Appare pericoloso e irricevibile il fatto che i pm, per individuare il beneficio e l’utilità che il candidato avrebbe ricavato dai suoi asseriti comportamenti illegali, citino il consenso politico
di Daniele Capezzone venerdì 25 luglio 2025

3' di lettura

Sia chiaro: Matteo Ricci il nostro garantismo non se lo meriterebbe proprio. Parlano chiaro le sue sortite giustizia liste degli anni e dei mesi passati, contro chiunque – pur presunto innocente come da Costituzione – si sia trovato sotto inchiesta. E troppe volte Ricci era regolarmente lì pronto a partecipare alla lapidazione del malcapitato. Ed è ancora più eloquente il fatto che, proprio mentre sta in mezzo alla tenaglia tra procura e grillini, Ricci si sia immediatamente messo a sparacchiare contro la destra, come se a tenerlo sulla graticola fossero i suoi avversari politici. Starei per dire: dovrebbe essere assolto per non aver compreso il fatto.

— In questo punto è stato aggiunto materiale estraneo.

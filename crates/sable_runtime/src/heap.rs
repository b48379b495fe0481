//! Heap ownership and the precise mark-sweep collector.
//!
//! The heap is a slot vector with a free list and a word-packed mark bitmap.
//! Marking is precise: reference fields are discovered through the descriptor
//! field tables, array elements through the stamped element type, exception
//! inner references through the exception payload. The collector never moves
//! objects.

use std::time::Duration;

use sable_core::{
    ExceptionData, HEADER_SIZE, HeapObject, ObjRef, ObjectBody, REF_ELEMENT_SIZE, TypeHandle,
    ValueBits,
};

/// Hook called on every reference-field write. Reserved for incremental or
/// generational designs; the non-moving collector needs no action, but call
/// sites must stay in place.
#[inline]
pub fn write_barrier(_holder: ObjRef, _value: ObjRef) {}

#[derive(Debug, Clone, Copy)]
pub struct GcConfig {
    /// Byte threshold that triggers an opportunistic collection on
    /// allocation. Grows adaptively after each sweep.
    pub initial_threshold_bytes: usize,
    /// Hard ceiling. An allocation that would cross it after a retry
    /// collection fails for that request.
    pub max_heap_bytes: usize,
}

impl Default for GcConfig {
    fn default() -> Self {
        Self {
            initial_threshold_bytes: 12 * 1024 * 1024,
            max_heap_bytes: 512 * 1024 * 1024,
        }
    }
}

#[derive(Debug, Clone, Copy, Default)]
pub struct GcStats {
    pub total_allocated: usize,
    pub total_freed: usize,
    pub live_bytes: usize,
    pub collection_count: usize,
    pub total_pause_ms: f64,
}

/// Per-element payload size for an array of `elem`.
pub(crate) fn element_stride(elem: &TypeHandle) -> usize {
    if elem.is_value_type() {
        elem.value_size().max(1)
    } else {
        REF_ELEMENT_SIZE
    }
}

pub struct Heap {
    objects: Vec<Option<HeapObject>>,
    free_list: Vec<usize>,
    marks: Vec<u64>,
    /// Live estimate plus bytes allocated since the last sweep.
    alloc_bytes: usize,
    threshold_bytes: usize,
    config: GcConfig,
    total_allocated: usize,
    total_freed: usize,
    collection_count: usize,
    total_pause_ms: f64,
}

impl Heap {
    pub fn new(config: GcConfig) -> Self {
        Self {
            objects: Vec::with_capacity(1024),
            free_list: Vec::new(),
            marks: Vec::new(),
            alloc_bytes: 0,
            threshold_bytes: config.initial_threshold_bytes,
            config,
            total_allocated: 0,
            total_freed: 0,
            collection_count: 0,
            total_pause_ms: 0.0,
        }
    }

    fn insert(&mut self, obj: HeapObject) -> ObjRef {
        let size = obj.size();
        self.alloc_bytes += size;
        self.total_allocated += size;
        if let Some(index) = self.free_list.pop() {
            self.objects[index] = Some(obj);
            ObjRef::from_index(index)
        } else {
            let index = self.objects.len();
            self.objects.push(Some(obj));
            ObjRef::from_index(index)
        }
    }

    fn fits(&self, size: usize) -> bool {
        self.alloc_bytes + size <= self.config.max_heap_bytes
    }

    /// Zero-initialized, type-tagged allocation of `size` bytes (header
    /// included). Returns `None` on exhaustion; the caller decides whether to
    /// collect and retry.
    pub(crate) fn try_alloc(&mut self, size: usize, ty: &TypeHandle) -> Option<ObjRef> {
        assert!(size >= HEADER_SIZE, "allocation smaller than object header");
        if !self.fits(size) {
            return None;
        }
        let payload = vec![0u8; size - HEADER_SIZE].into_boxed_slice();
        Some(self.insert(HeapObject {
            ty: ty.clone(),
            sync: 0,
            body: ObjectBody::Instance(payload),
        }))
    }

    /// Array allocation: header + per-element-or-reference size x length,
    /// element type and length stamped into the body.
    pub(crate) fn try_alloc_array(
        &mut self,
        ty: &TypeHandle,
        elem: &TypeHandle,
        len: usize,
    ) -> Option<ObjRef> {
        let stride = element_stride(elem);
        let bytes = stride.checked_mul(len)?;
        let size = bytes.checked_add(HEADER_SIZE)?;
        if !self.fits(size) {
            return None;
        }
        let data = vec![0u8; bytes].into_boxed_slice();
        Some(self.insert(HeapObject {
            ty: ty.clone(),
            sync: 0,
            body: ObjectBody::Array {
                elem: elem.clone(),
                len,
                data,
            },
        }))
    }

    pub(crate) fn try_alloc_exception(
        &mut self,
        ty: &TypeHandle,
        message: String,
        inner: ObjRef,
    ) -> Option<ObjRef> {
        let obj = HeapObject {
            ty: ty.clone(),
            sync: 0,
            body: ObjectBody::Exception(Box::new(ExceptionData {
                message,
                inner,
                stack_trace: String::new(),
            })),
        };
        if !self.fits(obj.size()) {
            return None;
        }
        Some(self.insert(obj))
    }

    pub fn lookup(&self, r: ObjRef) -> Option<&HeapObject> {
        r.index()
            .and_then(|i| self.objects.get(i))
            .and_then(|slot| slot.as_ref())
    }

    pub fn lookup_mut(&mut self, r: ObjRef) -> Option<&mut HeapObject> {
        r.index()
            .and_then(|i| self.objects.get_mut(i))
            .and_then(|slot| slot.as_mut())
    }

    pub fn get(&self, r: ObjRef) -> &HeapObject {
        self.lookup(r)
            .expect("object was reclaimed or handle is null")
    }

    pub fn get_mut(&mut self, r: ObjRef) -> &mut HeapObject {
        self.lookup_mut(r)
            .expect("object was reclaimed or handle is null")
    }

    pub fn contains(&self, r: ObjRef) -> bool {
        self.lookup(r).is_some()
    }

    pub fn type_of(&self, r: ObjRef) -> Option<TypeHandle> {
        self.lookup(r).map(|obj| obj.ty.clone())
    }

    // ----- instance field access -----

    fn instance_data(&self, r: ObjRef) -> &[u8] {
        match &self.get(r).body {
            ObjectBody::Instance(data) => data,
            _ => panic!("not an instance object"),
        }
    }

    fn instance_data_mut(&mut self, r: ObjRef) -> &mut [u8] {
        match &mut self.get_mut(r).body {
            ObjectBody::Instance(data) => data,
            _ => panic!("not an instance object"),
        }
    }

    pub fn read_value<T: ValueBits>(&self, r: ObjRef, offset: usize) -> T {
        T::read_bits(&self.instance_data(r)[offset..])
    }

    pub fn write_value<T: ValueBits>(&mut self, r: ObjRef, offset: usize, value: T) {
        value.write_bits(&mut self.instance_data_mut(r)[offset..]);
    }

    pub fn read_ref(&self, r: ObjRef, offset: usize) -> ObjRef {
        ObjRef::from_bits(u64::read_bits(&self.instance_data(r)[offset..]))
    }

    pub fn write_ref(&mut self, holder: ObjRef, offset: usize, value: ObjRef) {
        write_barrier(holder, value);
        value
            .to_bits()
            .write_bits(&mut self.instance_data_mut(holder)[offset..]);
    }

    // ----- array access -----

    pub fn array_len(&self, r: ObjRef) -> usize {
        match &self.get(r).body {
            ObjectBody::Array { len, .. } => *len,
            _ => panic!("not an array object"),
        }
    }

    pub fn array_elem_type(&self, r: ObjRef) -> TypeHandle {
        match &self.get(r).body {
            ObjectBody::Array { elem, .. } => elem.clone(),
            _ => panic!("not an array object"),
        }
    }

    pub fn array_read<T: ValueBits>(&self, r: ObjRef, index: usize) -> Option<T> {
        match &self.get(r).body {
            ObjectBody::Array { elem, len, data } => {
                if index >= *len {
                    return None;
                }
                let at = index * element_stride(elem);
                Some(T::read_bits(&data[at..]))
            }
            _ => panic!("not an array object"),
        }
    }

    pub fn array_write<T: ValueBits>(&mut self, r: ObjRef, index: usize, value: T) -> bool {
        match &mut self.get_mut(r).body {
            ObjectBody::Array { elem, len, data } => {
                if index >= *len {
                    return false;
                }
                let at = index * element_stride(elem);
                value.write_bits(&mut data[at..]);
                true
            }
            _ => panic!("not an array object"),
        }
    }

    pub fn array_read_ref(&self, r: ObjRef, index: usize) -> Option<ObjRef> {
        self.array_read::<u64>(r, index).map(ObjRef::from_bits)
    }

    pub fn array_write_ref(&mut self, r: ObjRef, index: usize, value: ObjRef) -> bool {
        write_barrier(r, value);
        self.array_write(r, index, value.to_bits())
    }

    // ----- exception payload access -----

    pub(crate) fn exception_data(&self, r: ObjRef) -> Option<&ExceptionData> {
        match &self.lookup(r)?.body {
            ObjectBody::Exception(e) => Some(e),
            _ => None,
        }
    }

    pub(crate) fn exception_data_mut(&mut self, r: ObjRef) -> Option<&mut ExceptionData> {
        match &mut self.lookup_mut(r)?.body {
            ObjectBody::Exception(e) => Some(e),
            _ => None,
        }
    }

    // ----- mark phase -----

    pub(crate) fn clear_marks(&mut self) {
        self.marks.clear();
    }

    fn is_marked_index(&self, index: usize) -> bool {
        let word = index >> 6;
        let bit = index & 63;
        self.marks.get(word).is_some_and(|w| (w & (1 << bit)) != 0)
    }

    fn set_mark(&mut self, index: usize) -> bool {
        let word = index >> 6;
        let bit = index & 63;
        if word >= self.marks.len() {
            self.marks.resize(word + 1, 0);
        }
        let w = &mut self.marks[word];
        let mask = 1u64 << bit;
        if (*w & mask) != 0 {
            return false;
        }
        *w |= mask;
        true
    }

    /// Mark everything reachable from `root` by following reference-typed
    /// fields per the descriptor tables.
    pub(crate) fn mark_from(&mut self, root: ObjRef) {
        let mut pending = vec![root];
        while let Some(r) = pending.pop() {
            let Some(index) = r.index() else { continue };
            if index >= self.objects.len() {
                continue;
            }
            if !self.set_mark(index) {
                continue;
            }
            let Some(obj) = self.objects[index].as_ref() else {
                continue;
            };
            match &obj.body {
                ObjectBody::Instance(data) => {
                    obj.ty.for_each_field(|field| {
                        if !field.is_reference() {
                            return;
                        }
                        if let Some(raw) = data.get(field.offset..field.offset + REF_ELEMENT_SIZE)
                        {
                            pending.push(ObjRef::from_bits(u64::read_bits(raw)));
                        }
                    });
                }
                ObjectBody::Array { elem, len, data } => {
                    if !elem.is_value_type() {
                        for i in 0..*len {
                            let at = i * REF_ELEMENT_SIZE;
                            if let Some(raw) = data.get(at..at + REF_ELEMENT_SIZE) {
                                pending.push(ObjRef::from_bits(u64::read_bits(raw)));
                            }
                        }
                    }
                }
                ObjectBody::Exception(e) => pending.push(e.inner),
            }
        }
    }

    // ----- sweep phase -----

    /// Reclaim every unmarked object, running its finalizer exactly once
    /// first. Returns the freed byte count. Clears marks for the next pass.
    pub(crate) fn sweep(&mut self) -> usize {
        self.free_list.clear();
        let mut live_bytes = 0usize;
        let mut freed_bytes = 0usize;
        for index in 0..self.objects.len() {
            if self.objects[index].is_none() {
                self.free_list.push(index);
                continue;
            }
            if self.is_marked_index(index) {
                if let Some(obj) = self.objects[index].as_ref() {
                    live_bytes += obj.size();
                }
                continue;
            }
            if let Some(mut obj) = self.objects[index].take() {
                freed_bytes += obj.size();
                run_finalizer(&mut obj);
                self.free_list.push(index);
            }
        }
        self.marks.clear();
        self.alloc_bytes = live_bytes;
        self.total_freed += freed_bytes;

        // Adaptive growth: small heaps double, large heaps grow slower to
        // keep pause times bounded.
        let growth = if live_bytes > 10 * 1024 * 1024 { 1.5 } else { 2.0 };
        self.threshold_bytes = ((live_bytes as f64 * growth) as usize)
            .max(self.config.initial_threshold_bytes);

        freed_bytes
    }

    pub(crate) fn should_collect(&self, incoming: usize) -> bool {
        self.alloc_bytes + incoming > self.threshold_bytes
    }

    pub(crate) fn note_collection(&mut self, pause: Duration) {
        self.collection_count += 1;
        self.total_pause_ms += pause.as_secs_f64() * 1_000.0;
    }

    /// Reclaim every remaining object regardless of reachability, running
    /// remaining finalizers. Shutdown path only.
    pub(crate) fn drain_all(&mut self) -> usize {
        let mut freed_bytes = 0usize;
        for slot in &mut self.objects {
            if let Some(mut obj) = slot.take() {
                freed_bytes += obj.size();
                run_finalizer(&mut obj);
            }
        }
        self.objects.clear();
        self.free_list.clear();
        self.marks.clear();
        self.alloc_bytes = 0;
        self.total_freed += freed_bytes;
        freed_bytes
    }

    pub fn stats(&self) -> GcStats {
        GcStats {
            total_allocated: self.total_allocated,
            total_freed: self.total_freed,
            live_bytes: self.alloc_bytes,
            collection_count: self.collection_count,
            total_pause_ms: self.total_pause_ms,
        }
    }
}

impl Default for Heap {
    fn default() -> Self {
        Self::new(GcConfig::default())
    }
}

fn run_finalizer(obj: &mut HeapObject) {
    let Some(finalize) = obj.ty.finalizer else {
        return;
    };
    // A failing finalizer must never escape into the collector's control
    // flow.
    let result = std::panic::catch_unwind(std::panic::AssertUnwindSafe(|| finalize(obj)));
    if result.is_err() {
        eprintln!("finalizer panicked for {}", obj.ty.full_name);
    }
}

Ciò detto, siccome da queste parti le convinzioni valgono più delle convenienze e i princìpi più della propaganda, c’è comunque un punto che va messo a verbale (nonostante Ricci). Magari altri aspetti dell’inchiesta si riveleranno robusti e sorretti da prove solide. Ma appare pericoloso e irricevibile il fatto che i pm, per individuare il beneficio e l’utilità che Ricci avrebbe ricavato dai suoi asseriti comportamenti illegali, citino il consenso politico. Quindi – sintetizzo con parole mie – le discutibili scelte del sindaco (ad avviso della procura da configurare come illegali) avrebbero comportato «un beneficio in termini di popolarità e consenso». Qualcosa del genere fu a suo tempo teorizzato anche contro Matteo Salvini, quando ci fu chi sostenne che la sua linea sul contrasto all’immigrazione clandestina fosse motivata da ragioni di consenso.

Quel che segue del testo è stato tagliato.